[Data provided Boundary: Start]
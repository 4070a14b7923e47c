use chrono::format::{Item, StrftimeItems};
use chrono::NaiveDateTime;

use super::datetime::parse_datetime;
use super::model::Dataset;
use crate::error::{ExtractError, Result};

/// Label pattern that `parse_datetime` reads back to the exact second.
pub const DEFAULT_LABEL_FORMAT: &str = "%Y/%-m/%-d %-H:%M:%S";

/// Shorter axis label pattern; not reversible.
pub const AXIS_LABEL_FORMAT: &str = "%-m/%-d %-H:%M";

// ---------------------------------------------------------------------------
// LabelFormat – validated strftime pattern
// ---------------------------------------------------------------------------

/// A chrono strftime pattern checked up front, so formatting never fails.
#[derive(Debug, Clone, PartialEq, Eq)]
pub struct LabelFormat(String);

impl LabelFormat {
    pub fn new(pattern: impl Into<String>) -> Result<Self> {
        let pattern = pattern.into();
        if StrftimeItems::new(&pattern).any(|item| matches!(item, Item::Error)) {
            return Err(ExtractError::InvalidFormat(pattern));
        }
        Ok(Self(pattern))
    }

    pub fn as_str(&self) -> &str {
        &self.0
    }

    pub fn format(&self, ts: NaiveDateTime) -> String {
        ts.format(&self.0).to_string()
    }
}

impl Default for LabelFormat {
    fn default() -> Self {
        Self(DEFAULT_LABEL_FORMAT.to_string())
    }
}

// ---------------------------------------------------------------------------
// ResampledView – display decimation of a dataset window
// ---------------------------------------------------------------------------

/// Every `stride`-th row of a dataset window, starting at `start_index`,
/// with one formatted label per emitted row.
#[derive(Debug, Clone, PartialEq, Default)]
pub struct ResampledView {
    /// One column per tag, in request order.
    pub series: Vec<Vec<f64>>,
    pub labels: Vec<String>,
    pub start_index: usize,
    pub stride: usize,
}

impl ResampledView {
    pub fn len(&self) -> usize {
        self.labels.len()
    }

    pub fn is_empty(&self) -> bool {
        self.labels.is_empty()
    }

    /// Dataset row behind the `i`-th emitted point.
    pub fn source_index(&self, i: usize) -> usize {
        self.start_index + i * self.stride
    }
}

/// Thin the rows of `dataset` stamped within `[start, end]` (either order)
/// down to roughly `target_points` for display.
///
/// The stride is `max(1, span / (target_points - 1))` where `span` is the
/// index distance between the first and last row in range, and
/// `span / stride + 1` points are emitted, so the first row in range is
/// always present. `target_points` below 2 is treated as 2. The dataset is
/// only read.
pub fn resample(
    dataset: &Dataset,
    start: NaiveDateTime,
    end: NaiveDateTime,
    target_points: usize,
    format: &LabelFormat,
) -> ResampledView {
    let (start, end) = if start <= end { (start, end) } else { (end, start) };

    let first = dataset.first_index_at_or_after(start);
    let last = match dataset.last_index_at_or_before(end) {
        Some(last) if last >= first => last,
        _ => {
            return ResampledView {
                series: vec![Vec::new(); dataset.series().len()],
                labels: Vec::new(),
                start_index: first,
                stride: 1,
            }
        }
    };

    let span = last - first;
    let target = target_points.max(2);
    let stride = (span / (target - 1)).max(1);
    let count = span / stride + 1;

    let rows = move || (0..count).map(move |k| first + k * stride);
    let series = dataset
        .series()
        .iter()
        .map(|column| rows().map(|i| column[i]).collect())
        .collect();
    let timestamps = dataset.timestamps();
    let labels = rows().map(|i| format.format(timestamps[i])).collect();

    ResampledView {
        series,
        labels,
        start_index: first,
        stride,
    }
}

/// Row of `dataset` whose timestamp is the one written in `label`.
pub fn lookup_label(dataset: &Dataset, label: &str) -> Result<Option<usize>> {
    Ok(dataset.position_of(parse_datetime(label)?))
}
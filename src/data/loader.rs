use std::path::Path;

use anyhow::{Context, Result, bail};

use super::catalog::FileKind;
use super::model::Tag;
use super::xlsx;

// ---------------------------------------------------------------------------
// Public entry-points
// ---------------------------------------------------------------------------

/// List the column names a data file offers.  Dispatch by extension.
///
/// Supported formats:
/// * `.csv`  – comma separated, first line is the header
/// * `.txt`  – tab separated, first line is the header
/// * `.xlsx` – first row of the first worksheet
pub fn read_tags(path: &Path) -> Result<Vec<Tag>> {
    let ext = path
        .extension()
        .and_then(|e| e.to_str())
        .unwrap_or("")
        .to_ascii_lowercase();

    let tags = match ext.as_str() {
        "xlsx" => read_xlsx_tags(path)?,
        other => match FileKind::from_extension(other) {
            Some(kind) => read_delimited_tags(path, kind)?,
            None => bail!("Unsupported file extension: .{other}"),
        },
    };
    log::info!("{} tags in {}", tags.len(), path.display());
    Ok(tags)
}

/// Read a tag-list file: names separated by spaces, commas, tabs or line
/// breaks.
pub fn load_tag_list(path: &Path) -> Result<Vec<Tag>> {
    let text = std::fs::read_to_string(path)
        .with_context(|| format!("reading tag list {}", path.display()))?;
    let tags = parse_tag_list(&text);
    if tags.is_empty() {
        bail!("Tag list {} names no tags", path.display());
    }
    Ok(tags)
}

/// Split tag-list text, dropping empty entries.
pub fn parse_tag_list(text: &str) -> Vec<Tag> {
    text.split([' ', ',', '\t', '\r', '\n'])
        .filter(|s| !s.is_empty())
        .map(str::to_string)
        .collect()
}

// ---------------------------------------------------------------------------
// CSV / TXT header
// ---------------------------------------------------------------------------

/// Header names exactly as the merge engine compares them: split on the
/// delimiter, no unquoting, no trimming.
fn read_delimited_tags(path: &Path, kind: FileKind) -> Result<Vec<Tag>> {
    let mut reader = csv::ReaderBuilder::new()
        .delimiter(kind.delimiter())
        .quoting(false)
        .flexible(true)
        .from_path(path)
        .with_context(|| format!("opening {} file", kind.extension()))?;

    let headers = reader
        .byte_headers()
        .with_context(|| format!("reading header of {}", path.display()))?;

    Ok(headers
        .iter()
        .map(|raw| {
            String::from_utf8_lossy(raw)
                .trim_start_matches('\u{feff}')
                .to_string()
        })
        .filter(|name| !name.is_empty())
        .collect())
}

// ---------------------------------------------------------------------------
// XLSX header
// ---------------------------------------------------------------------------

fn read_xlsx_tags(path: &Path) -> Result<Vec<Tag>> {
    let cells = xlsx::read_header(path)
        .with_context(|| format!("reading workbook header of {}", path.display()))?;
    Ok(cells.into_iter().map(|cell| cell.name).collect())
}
[Data provided Boundary: End]
Task details ▸
Whenever a line above includes "const", copy it in full.

Exercise solution ▸
pub const DEFAULT_LABEL_FORMAT: &str = "%Y/%-m/%-d %-H:%M:%S";
pub const AXIS_LABEL_FORMAT: &str = "%-m/%-d %-H:%M";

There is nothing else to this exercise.